Una vita in un fumetto, o forse, più di una. Quella di Pasquale Zagaria, prima di tutto. E poi Lino Banfi, che diventa anche Oronzo Canà, il commissario Lo Gatto, fino a Nonno Libero. Novant’anni pieni e intensi ripercorsi in una biografia a fumetti pubblicata lo scorso 8 maggio. Al termine di ogni capitolo, Banfi firma commenti e ricordi esclusivi.
Il racconto parte dalla sua Puglia, quella del dopoguerra, e lo segue fino all’esordio sui primi palchi d’Italia.
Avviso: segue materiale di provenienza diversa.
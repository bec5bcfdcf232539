mod user_controller;

pub use user_controller::configure;
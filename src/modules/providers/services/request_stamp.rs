use chrono::Utc;

/// Source of the timestamp embedded in synthesized gateway identifiers
/// and client emails (`checkout-{stamp}-{user_id}` and friends).
///
/// Behind a trait so tests can pin the stamp.
pub trait RequestStamper: Send + Sync {
    fn stamp(&self) -> String;
}

/// Wall-clock stamper used in production wiring
pub struct SystemClock;

impl RequestStamper for SystemClock {
    fn stamp(&self) -> String {
        Utc::now().format("%Y%m%d%H%M%S").to_string()
    }
}

#[cfg(test)]
mod tests {
    use super::*;

    #[test]
    fn test_stamp_shape() {
        let stamp = SystemClock.stamp();
        assert_eq!(stamp.len(), 14);
        assert!(stamp.chars().all(|c| c.is_ascii_digit()));
    }
}
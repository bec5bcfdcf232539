use std::sync::Arc;
use std::time::Duration;

use rust_decimal::Decimal;
use tracing::{error, info};

use crate::config::OutboundConfig;
use crate::core::{AppError, Result};
use crate::modules::providers::repositories::ProviderRepository;
use crate::modules::providers::services::adapter::{
    OutboundRequest, PaymentResult, ProviderContext, StatusResult,
};
use crate::modules::providers::services::registry::ProviderRegistry;
use crate::modules::providers::services::request_stamp::RequestStamper;

/// Routes payment operations through the caller's active provider.
///
/// The only component aware of the active-configuration concept: it
/// re-reads the active configuration on every call, resolves the
/// adapter, performs exactly one outbound attempt, and normalizes the
/// result. No retries.
pub struct PaymentDispatcher {
    providers: ProviderRepository,
    registry: Arc<ProviderRegistry>,
    http: reqwest::Client,
    stamper: Arc<dyn RequestStamper>,
}

impl PaymentDispatcher {
    pub fn new(
        providers: ProviderRepository,
        registry: Arc<ProviderRegistry>,
        outbound: &OutboundConfig,
        stamper: Arc<dyn RequestStamper>,
    ) -> Result<Self> {
        let mut builder = reqwest::Client::builder();
        if let Some(secs) = outbound.timeout_secs {
            builder = builder.timeout(Duration::from_secs(secs));
        }
        let http = builder
            .build()
            .map_err(|e| AppError::internal(format!("Failed to build HTTP client: {e}")))?;

        Ok(Self {
            providers,
            registry,
            http,
            stamper,
        })
    }

    /// Create a PIX payment through the caller's active provider
    pub async fn create_payment(&self, user_id: i32, amount: Decimal) -> Result<PaymentResult> {
        let config = self
            .providers
            .find_active(user_id)
            .await?
            .ok_or(AppError::NoActiveProvider)?;
        let adapter = self.registry.resolve(&config.provider_type)?;

        let stamp = self.stamper.stamp();
        let ctx = ProviderContext::from_config(&config, &stamp);
        let request = adapter.build_create_request(amount, &ctx)?;

        info!(
            provider = adapter.name(),
            user_id,
            amount = %amount,
            "Creating PIX payment"
        );

        let body = self.send(adapter.name(), request).await?;
        let result = adapter.parse_create_response(&body)?;

        info!(
            provider = adapter.name(),
            user_id,
            transaction_id = result.transaction_id.as_deref().unwrap_or(""),
            "PIX payment created"
        );

        Ok(result)
    }

    /// Query the status of a payment through the caller's active provider
    pub async fn check_payment(
        &self,
        user_id: i32,
        transaction_id: Option<&str>,
    ) -> Result<StatusResult> {
        // Validated before any store read or outbound call
        let transaction_id = transaction_id
            .map(str::trim)
            .filter(|t| !t.is_empty())
            .ok_or_else(|| AppError::missing_parameter("transaction_id"))?;

        let config = self
            .providers
            .find_active(user_id)
            .await?
            .ok_or(AppError::NoActiveProvider)?;
        let adapter = self.registry.resolve(&config.provider_type)?;

        let stamp = self.stamper.stamp();
        let ctx = ProviderContext::from_config(&config, &stamp);
        let request = adapter.build_status_request(transaction_id, &ctx)?;

        info!(
            provider = adapter.name(),
            user_id, transaction_id, "Checking PIX payment status"
        );

        let body = self.send(adapter.name(), request).await?;
        adapter.parse_status_response(&body)
    }

    /// Perform the single outbound attempt for a built request
    async fn send(&self, provider: &str, request: OutboundRequest) -> Result<String> {
        let mut call = self.http.request(request.method, &request.url);
        for (name, value) in &request.headers {
            call = call.header(name.as_str(), value.as_str());
        }
        if let Some(body) = &request.body {
            call = call.json(body);
        }

        let response = call.send().await.map_err(|e| {
            error!(provider, error = %e, "Gateway request failed");
            AppError::gateway(provider, e.to_string())
        })?;

        let status = response.status();
        let body = response
            .text()
            .await
            .map_err(|e| AppError::gateway(provider, format!("Failed to read response: {e}")))?;

        if !status.is_success() {
            error!(provider, status = status.as_u16(), "Gateway returned non-success");
            return Err(AppError::gateway(
                provider,
                format!("HTTP {} ({})", status.as_u16(), body),
            ));
        }

        Ok(body)
    }
}
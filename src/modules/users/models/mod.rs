mod user;

pub use user::{RegisterRequest, RegisterResponse, User};
// Providers module: per-gateway adapters, the adapter registry, and
// stored configuration management

pub mod controllers;
pub mod models;
pub mod repositories;
pub mod services;

pub use models::{ProviderConfig, ProviderSummary, ProviderType};
pub use repositories::ProviderRepository;
pub use services::{
    PaymentResult, PixProvider, ProviderContext, ProviderRegistry, RequestStamper, StatusResult,
    SystemClock,
};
È la storia di Pasquale, prima di Lino, con la scoperta della passione nel far divertire gli altri, e poi l’amore profondo per l’amata Lucia e le prime esperienze nel mondo dello spettacolo.
Pagina dopo pagina, attraverso le immagini, si racconta della storia fatta di povertà, guerra, seminario e delusioni artistiche. Il tutto affrontato con il sorriso “di chi non smette mai di credere nel proprio talento”. Il libro Lino Banfi: la commedia di una vita, della casa editrice Tunué, è stato curato dagli autori Marco Sonseri, Roberto Lauciello e Andrea Piccardo.